[Stored dataset items]
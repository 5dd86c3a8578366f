use anyhow::Result;
use chrono::Utc;

use gold_assay::store::{LedgerRecord, Operation};
use gold_assay::{project_value, resolve_purity, MassUnit, Specimen};

use crate::cli::PurityArgs;
use crate::display::{print_note, print_purity_report, Context as DisplayContext};
use crate::files;

pub fn run_purity(args: PurityArgs, ctx: DisplayContext) -> Result<()> {
    let unit = MassUnit::from(args.unit);
    let mass_g = unit.to_grams(args.mass);

    let catalog = files::load_catalog(args.files.catalog.as_deref())?;
    let impurity = catalog.resolve(&args.metal)?.clone();

    let specimen = Specimen::new(mass_g, args.density, impurity);
    let result = resolve_purity(&specimen);

    let quote = files::load_price(&args.files.price_file)?.filter(|q| q.is_configured());
    let value = quote.as_ref().and_then(|q| {
        project_value(result.pure_gold_mass_g(), q.price_per_gram).map(|v| (v, q.price_per_gram))
    });

    print_purity_report(ctx, &specimen, &result, value);

    if let Some(purity) = result.conclusive() {
        let mut record = LedgerRecord::new(Operation::Purity, Utc::now());
        record.metal = Some(specimen.impurity.name.clone());
        record.input_g = Some(specimen.total_mass_g);
        record.density_g_cm3 = Some(specimen.density_g_cm3);
        record.purity_percent = Some(purity.purity_percent);
        record.karats = Some(purity.karats);
        record.fine_gold_g = Some(purity.pure_gold_mass_g);
        record.value = value.map(|(v, _)| v);

        files::append_ledger(&args.files.ledger, &record)?;
        print_note(ctx, &format!("Recorded in {}", args.files.ledger.display()));
    }

    Ok(())
}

What to do:
Repeat all of the data shown above, exactly as it appears.

Exercise solution:
repository 5dd86c3a8578366f
use anyhow::Result;
use chrono::Utc;

use gold_assay::store::{LedgerRecord, Operation};
use gold_assay::{project_value, resolve_purity, MassUnit, Specimen};

use crate::cli::PurityArgs;
use crate::display::{print_note, print_purity_report, Context as DisplayContext};
use crate::files;

pub fn run_purity(args: PurityArgs, ctx: DisplayContext) -> Result<()> {
    let unit = MassUnit::from(args.unit);
    let mass_g = unit.to_grams(args.mass);

    let catalog = files::load_catalog(args.files.catalog.as_deref())?;
    let impurity = catalog.resolve(&args.metal)?.clone();

    let specimen = Specimen::new(mass_g, args.density, impurity);
    let result = resolve_purity(&specimen);

    let quote = files::load_price(&args.files.price_file)?.filter(|q| q.is_configured());
    let value = quote.as_ref().and_then(|q| {
        project_value(result.pure_gold_mass_g(), q.price_per_gram).map(|v| (v, q.price_per_gram))
    });

    print_purity_report(ctx, &specimen, &result, value);

    if let Some(purity) = result.conclusive() {
        let mut record = LedgerRecord::new(Operation::Purity, Utc::now());
        record.metal = Some(specimen.impurity.name.clone());
        record.input_g = Some(specimen.total_mass_g);
        record.density_g_cm3 = Some(specimen.density_g_cm3);
        record.purity_percent = Some(purity.purity_percent);
        record.karats = Some(purity.karats);
        record.fine_gold_g = Some(purity.pure_gold_mass_g);
        record.value = value.map(|(v, _)| v);

        files::append_ledger(&args.files.ledger, &record)?;
        print_note(ctx, &format!("Recorded in {}", args.files.ledger.display()));
    }

    Ok(())
}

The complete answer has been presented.